Die Bochumer scheitern leider bereits in der Vorrunde. "Ganz egal. Hauptsache feiern!" Wenn es mit der eigenen Mannschaft nicht klappt, dann konzentriert man sich auf die schwer erkämpften Siege anderer Teilnehmer. Man muss sich halt nur etwas einfallen lassen... Nach diesem Motto handeln auch die Spielerinnen aus Hamburg. Sie setzen mit ihren pinken BHs, die unter den weißen Tops leuchten, ganz klar auf taktische Ablenkungsmanöver.
Das Klima wird rauer und auf den Spielfeldern setzen sich zunehmend altdeutsche Tugenden durch: Man kämpft sich durch die Spiele. Angeführt von einer überragenden Mannschaft fegen die "Homburger Jungs" im Verlauf des Tages einen Gegner nach dem anderen vom Platz und treten im Finale dem Team der Uni Ulm gegenüber. Mit dem Lied "Finale, oh ho..." auf den Lippen ziehen die Anhänger beider Mannschaften durch die Stadionanlage. Bei den Mädels setzt sich das Team aus Leipzig durch. Aber was bedeutet hier schon die Herkunft: Die gelb blauen Trikots der Gewinnerinnen assoziiert die Fankurve mit ganz andern Gefilden als Leipzig und verlangen nach dem Spiel "die Schweden" zu sehen. Bei den Männern lassen die Ulmer die Homburger Fans und Mannschaft zu Beginn des Finales noch einmal kräftig zittern. Flitzer stürmen das Spielfeld und ein Jubelschrei geht durch das Waldstadion, der zum Orkan anschwillt.
Letzten Endes können die "Homburger-Jungs" ihren Erfolg zum dritten Mal in Folge versilbern und mit dem Sieg über Ulm ihren Ruf als Turniermannschaft wieder einmal untermauern. Nach dem Schlusspfiff gibt es kein Halten mehr. Alles stürmt den Rasen.

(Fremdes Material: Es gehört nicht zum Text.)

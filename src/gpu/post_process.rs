//! The persistent canvas target.
//!
//! Particles are drawn into an offscreen texture that survives between
//! frames, which gives trails for free: each frame only fades it. A
//! fullscreen pass then copies it onto the swapchain image.

use crate::shader::PRESENT_SOURCE;

/// Offscreen canvas plus the pipeline that presents it.
pub struct CanvasTarget {
    /// Offscreen render target, kept alive alongside its view.
    _texture: wgpu::Texture,
    /// View into the offscreen texture.
    pub view: wgpu::TextureView,
    /// Set after (re)creation; the next canvas pass clears instead of fading.
    pub needs_clear: bool,
    pipeline: wgpu::RenderPipeline,
    bind_group: wgpu::BindGroup,
    /// Bind group layout (needed for recreation on resize).
    bind_group_layout: wgpu::BindGroupLayout,
    /// Sampler for the canvas texture.
    sampler: wgpu::Sampler,
    format: wgpu::TextureFormat,
}

impl CanvasTarget {
    pub fn new(device: &wgpu::Device, width: u32, height: u32, format: wgpu::TextureFormat) -> Self {
        let (texture, view) = create_canvas_texture(device, width, height, format);

        let sampler = device.create_sampler(&wgpu::SamplerDescriptor {
            label: Some("Canvas Sampler"),
            address_mode_u: wgpu::AddressMode::ClampToEdge,
            address_mode_v: wgpu::AddressMode::ClampToEdge,
            address_mode_w: wgpu::AddressMode::ClampToEdge,
            mag_filter: wgpu::FilterMode::Linear,
            min_filter: wgpu::FilterMode::Linear,
            mipmap_filter: wgpu::FilterMode::Nearest,
            ..Default::default()
        });

        let shader = device.create_shader_module(wgpu::ShaderModuleDescriptor {
            label: Some("Present Shader"),
            source: wgpu::ShaderSource::Wgsl(PRESENT_SOURCE.into()),
        });

        let bind_group_layout = device.create_bind_group_layout(&wgpu::BindGroupLayoutDescriptor {
            label: Some("Present Bind Group Layout"),
            entries: &[
                wgpu::BindGroupLayoutEntry {
                    binding: 0,
                    visibility: wgpu::ShaderStages::FRAGMENT,
                    ty: wgpu::BindingType::Texture {
                        sample_type: wgpu::TextureSampleType::Float { filterable: true },
                        view_dimension: wgpu::TextureViewDimension::D2,
                        multisampled: false,
                    },
                    count: None,
                },
                wgpu::BindGroupLayoutEntry {
                    binding: 1,
                    visibility: wgpu::ShaderStages::FRAGMENT,
                    ty: wgpu::BindingType::Sampler(wgpu::SamplerBindingType::Filtering),
                    count: None,
                },
            ],
        });
        let bind_group = create_bind_group(device, &bind_group_layout, &view, &sampler);

        let pipeline_layout = device.create_pipeline_layout(&wgpu::PipelineLayoutDescriptor {
            label: Some("Present Pipeline Layout"),
            bind_group_layouts: &[&bind_group_layout],
            push_constant_ranges: &[],
        });

        let pipeline = device.create_render_pipeline(&wgpu::RenderPipelineDescriptor {
            label: Some("Present Pipeline"),
            layout: Some(&pipeline_layout),
            vertex: wgpu::VertexState {
                module: &shader,
                entry_point: Some("vs_main"),
                buffers: &[],
                compilation_options: Default::default(),
            },
            fragment: Some(wgpu::FragmentState {
                module: &shader,
                entry_point: Some("fs_main"),
                targets: &[Some(wgpu::ColorTargetState {
                    format,
                    blend: None,
                    write_mask: wgpu::ColorWrites::ALL,
                })],
                compilation_options: Default::default(),
            }),
            primitive: wgpu::PrimitiveState {
                topology: wgpu::PrimitiveTopology::TriangleList,
                ..Default::default()
            },
            depth_stencil: None,
            multisample: wgpu::MultisampleState::default(),
            multiview: None,
            cache: None,
        });

        Self {
            _texture: texture,
            view,
            needs_clear: true,
            pipeline,
            bind_group,
            bind_group_layout,
            sampler,
            format,
        }
    }

    /// Recreate the canvas after a window resize. Trails are lost.
    pub fn resize(&mut self, device: &wgpu::Device, width: u32, height: u32) {
        let (texture, view) = create_canvas_texture(device, width, height, self.format);
        self.bind_group = create_bind_group(device, &self.bind_group_layout, &view, &self.sampler);
        self._texture = texture;
        self.view = view;
        self.needs_clear = true;
    }

    /// Copy the canvas onto `target`.
    pub fn present(&self, encoder: &mut wgpu::CommandEncoder, target: &wgpu::TextureView) {
        let mut pass = encoder.begin_render_pass(&wgpu::RenderPassDescriptor {
            label: Some("Present Pass"),
            color_attachments: &[Some(wgpu::RenderPassColorAttachment {
                view: target,
                resolve_target: None,
                ops: wgpu::Operations {
                    load: wgpu::LoadOp::Clear(wgpu::Color::BLACK),
                    store: wgpu::StoreOp::Store,
                },
            })],
            depth_stencil_attachment: None,
            timestamp_writes: None,
            occlusion_query_set: None,
        });
        pass.set_pipeline(&self.pipeline);
        pass.set_bind_group(0, &self.bind_group, &[]);
        pass.draw(0..3, 0..1);
    }
}

fn create_canvas_texture(
    device: &wgpu::Device,
    width: u32,
    height: u32,
    format: wgpu::TextureFormat,
) -> (wgpu::Texture, wgpu::TextureView) {
    let texture = device.create_texture(&wgpu::TextureDescriptor {
        label: Some("Canvas Texture"),
        size: wgpu::Extent3d {
            width: width.max(1),
            height: height.max(1),
            depth_or_array_layers: 1,
        },
        mip_level_count: 1,
        sample_count: 1,
        dimension: wgpu::TextureDimension::D2,
        format,
        usage: wgpu::TextureUsages::RENDER_ATTACHMENT | wgpu::TextureUsages::TEXTURE_BINDING,
        view_formats: &[],
    });
    let view = texture.create_view(&wgpu::TextureViewDescriptor::default());
    (texture, view)
}

fn create_bind_group(
    device: &wgpu::Device,
    layout: &wgpu::BindGroupLayout,
    view: &wgpu::TextureView,
    sampler: &wgpu::Sampler,
) -> wgpu::BindGroup {
    device.create_bind_group(&wgpu::BindGroupDescriptor {
        label: Some("Present Bind Group"),
        layout,
        entries: &[
            wgpu::BindGroupEntry {
                binding: 0,
                resource: wgpu::BindingResource::TextureView(view),
            },
            wgpu::BindGroupEntry {
                binding: 1,
                resource: wgpu::BindingResource::Sampler(sampler),
            },
        ],
    })
}
//! Profile-level mutators.
//!
//! A mutator is a toggle on the universe profile that alters how every
//! particle behaves for the lifetime of the universe. Most are small
//! per-particle perturbations; `Clustering`, `Repulsion`, `Gravitational`,
//! `Infectious` and `Coral` scan the frame snapshot for live neighbours.
//!
//! Three mutators have no per-particle rule of their own and are read
//! elsewhere in the pipeline:
//!
//! - `QuantumPhase` phases every particle (see the veto checks)
//! - `TorusField` and `EventHorizon` select the boundary policy

use crate::accumulator::StepEnv;
use crate::color::{desaturate, hsv_to_rgb};
use crate::particle::{Particle, ParticleId};
use crate::seed::{jitter, random_direction};
use glam::{Vec2, Vec3};
use rand::Rng;
use std::f32::consts::TAU;

/// Color infected particles drift toward.
const INFECTED_TINT: Vec3 = Vec3::new(0.45, 1.0, 0.3);

/// A named profile-level behavior toggle.
#[derive(Clone, Copy, Debug, PartialEq, Eq, Hash)]
pub enum Mutator {
    /// Colors cycle through the hue wheel.
    Rainbow,
    /// Occasional random kicks.
    Erratic,
    /// Opacity twinkles.
    Flicker,
    /// Constant small velocity noise.
    Noisy,
    /// Weak pull toward the local centroid.
    Clustering,
    /// Short-range push apart.
    Repulsion,
    /// Every particle heads in the same direction, which rotates slowly.
    Synchronized,
    /// Radius oscillates around its initial value.
    Pulsing,
    /// Positions wrap at the canvas edges.
    TorusField,
    /// Particles leaving the canvas are removed.
    EventHorizon,
    /// Every particle is phased.
    QuantumPhase,
    /// Infection spreads between neighbours.
    Infectious,
    /// Particles touching coral become coral.
    Coral,
    /// Weak n-body attraction.
    Gravitational,
    /// Colors wash out and motion grows more disordered with age.
    Entropic,
}

impl Mutator {
    /// All mutators in catalog order.
    pub const ALL: [Mutator; 15] = [
        Mutator::Rainbow,
        Mutator::Erratic,
        Mutator::Flicker,
        Mutator::Noisy,
        Mutator::Clustering,
        Mutator::Repulsion,
        Mutator::Synchronized,
        Mutator::Pulsing,
        Mutator::TorusField,
        Mutator::EventHorizon,
        Mutator::QuantumPhase,
        Mutator::Infectious,
        Mutator::Coral,
        Mutator::Gravitational,
        Mutator::Entropic,
    ];

    /// Display name as used in profiles (`"Torus Field"`, ...).
    pub fn name(&self) -> &'static str {
        match self {
            Mutator::Rainbow => "Rainbow",
            Mutator::Erratic => "Erratic",
            Mutator::Flicker => "Flicker",
            Mutator::Noisy => "Noisy",
            Mutator::Clustering => "Clustering",
            Mutator::Repulsion => "Repulsion",
            Mutator::Synchronized => "Synchronized",
            Mutator::Pulsing => "Pulsing",
            Mutator::TorusField => "Torus Field",
            Mutator::EventHorizon => "Event Horizon",
            Mutator::QuantumPhase => "Quantum Phase",
            Mutator::Infectious => "Infectious",
            Mutator::Coral => "Coral",
            Mutator::Gravitational => "Gravitational",
            Mutator::Entropic => "Entropic",
        }
    }

    /// Resolve a mutator name. Case, spaces, dashes and underscores are
    /// ignored, so `"Torus Field"`, `"torusField"` and `"torus_field"` all
    /// resolve.
    pub fn from_name(name: &str) -> Option<Self> {
        let key = normalize(name);
        Self::ALL.into_iter().find(|m| normalize(m.name()) == key)
    }
}

fn normalize(name: &str) -> String {
    name.chars()
        .filter(|c| c.is_alphanumeric())
        .map(|c| c.to_ascii_lowercase())
        .collect()
}

/// Boundary policy selected by the mutator set.
#[derive(Clone, Copy, Debug, PartialEq, Eq)]
pub enum Boundary {
    /// No clamp. Far-off particles are recycled by population maintenance.
    Open,
    /// Wrap modulo canvas size.
    Torus,
    /// Remove on exit.
    EventHorizon,
}

/// The active mutators of a profile, deduplicated, in declaration order.
#[derive(Clone, Debug, Default, PartialEq, Eq)]
pub struct MutatorSet {
    active: Vec<Mutator>,
}

impl MutatorSet {
    pub fn new() -> Self {
        Self::default()
    }

    /// Add a mutator. Duplicates are ignored.
    pub fn insert(&mut self, mutator: Mutator) {
        if !self.active.contains(&mutator) {
            self.active.push(mutator);
        }
    }

    pub fn contains(&self, mutator: Mutator) -> bool {
        self.active.contains(&mutator)
    }

    pub fn iter(&self) -> impl Iterator<Item = Mutator> + '_ {
        self.active.iter().copied()
    }

    pub fn len(&self) -> usize {
        self.active.len()
    }

    pub fn is_empty(&self) -> bool {
        self.active.is_empty()
    }

    /// The single boundary policy in force. `TorusField` takes precedence
    /// when both boundary mutators are present.
    pub fn boundary(&self) -> Boundary {
        if self.contains(Mutator::TorusField) {
            Boundary::Torus
        } else if self.contains(Mutator::EventHorizon) {
            Boundary::EventHorizon
        } else {
            Boundary::Open
        }
    }
}

impl FromIterator<Mutator> for MutatorSet {
    fn from_iter<I: IntoIterator<Item = Mutator>>(iter: I) -> Self {
        let mut set = MutatorSet::new();
        for m in iter {
            set.insert(m);
        }
        set
    }
}

/// Apply every active mutator's rule to one particle.
pub(crate) fn apply_mutators(p: &mut Particle, id: ParticleId, env: &mut StepEnv<'_>) {
    let frame = env.frame as f32;
    let profile = env.profile;
    for mutator in profile.mutators.iter() {
        match mutator {
            Mutator::Rainbow => {
                if !p.color_locked {
                    p.color = hsv_to_rgb(frame * 0.002 + p.seed, 0.7, 1.0);
                }
            }
            Mutator::Erratic => {
                if env.rng.gen::<f32>() < 0.02 {
                    p.vel += random_direction(env.rng, 1.5);
                }
            }
            Mutator::Flicker => {
                if !p.is_dying() {
                    let phase = frame * 0.15 + p.seed * TAU;
                    p.set_opacity(0.55 + 0.45 * phase.sin().abs());
                }
            }
            Mutator::Noisy => {
                p.vel += jitter(env.rng, 0.05);
            }
            Mutator::Clustering => {
                let mut sum = Vec2::ZERO;
                let mut count = 0u32;
                for other in env.neighbours(p.pos, 100.0, id) {
                    sum += other.pos;
                    count += 1;
                }
                if count > 0 {
                    let centroid = sum / count as f32;
                    p.vel += (centroid - p.pos) * 0.0005;
                }
            }
            Mutator::Repulsion => {
                const RANGE: f32 = 40.0;
                for other in env.neighbours(p.pos, RANGE, id) {
                    let away = p.pos - other.pos;
                    let dist = away.length();
                    if dist > 1e-3 {
                        p.vel += away / dist * 0.05 * (1.0 - dist / RANGE);
                    }
                }
            }
            Mutator::Synchronized => {
                let speed = p.vel.length();
                if speed > 1e-4 {
                    let angle = frame * 0.01;
                    p.vel = Vec2::new(angle.cos(), angle.sin()) * speed;
                }
            }
            Mutator::Pulsing => {
                if !p.is_dying() {
                    let phase = frame * 0.05 + p.seed * TAU;
                    p.set_radius(p.initial_radius * (1.0 + 0.3 * phase.sin()));
                }
            }
            Mutator::Infectious => {
                if !p.infected {
                    let exposed = env.neighbours(p.pos, 25.0, id).any(|o| o.infected);
                    if exposed && env.rng.gen::<f32>() < 0.05 {
                        p.infected = true;
                    }
                }
            }
            Mutator::Coral => {
                if !p.coral {
                    let reach = p.radius + 2.0;
                    let anchor = env
                        .neighbours(p.pos, reach + 8.0, id)
                        .find(|o| o.coral && o.pos.distance(p.pos) <= reach + o.radius);
                    if let Some(anchor) = anchor {
                        p.coral = true;
                        p.coral_anchor = Some(anchor.id);
                        p.vel = Vec2::ZERO;
                    }
                }
            }
            Mutator::Gravitational => {
                let mut pull = Vec2::ZERO;
                for other in env.live_views() {
                    if other.id == id {
                        continue;
                    }
                    let d = other.pos - p.pos;
                    let dist_sq = d.length_squared().max(400.0);
                    pull += d.normalize_or_zero() * other.radius / dist_sq;
                }
                p.vel += pull * 0.02;
            }
            Mutator::Entropic => {
                if !p.color_locked {
                    p.color = desaturate(p.color, 0.002);
                }
                let disorder = (p.age as f32 * 1e-5).min(0.1);
                p.vel += jitter(env.rng, disorder);
            }
            Mutator::TorusField | Mutator::EventHorizon | Mutator::QuantumPhase => {}
        }
    }

    if p.infected && !p.color_locked {
        p.color = p.color.lerp(INFECTED_TINT, 0.02);
    }
}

Anhänger anderer Universitäten stimmten in die Siegeslieder mit ein. Ein Meer von Fahnen und Jubelrufen. Auf der Tribüne werden Bengalische Feuer gezündet. Auch die Ulmer applaudieren und singen als faire Verlierer.
"Jetzt feiere ich die ganze Nacht. Geschlafen wird am Sonntag auf der Rückfahrt." Diese Ansicht teilt Lorenz mit hunderten anderen Teilnehmern, die nach dem Finale noch etwas erleben wollen. Und tatsächlich der Stimmungs-Höhepunkt wird zu später Stunde erreicht, als mit einer grandiosen Party am Samstagabend der Turnierabschnitt der Medimeisterschaften abgeschlossen wird.
Das Entscheidende an diesem Turnier stimmte am Ende allemal: das Erlebnis. Wir sind gespannt, was nächstes Jahr in der Wundertüte namens "Medimeisterschaften" steckt. Geht es nach den vergangenen Turnieren, darf man ein grandioses Wochenende erwarten.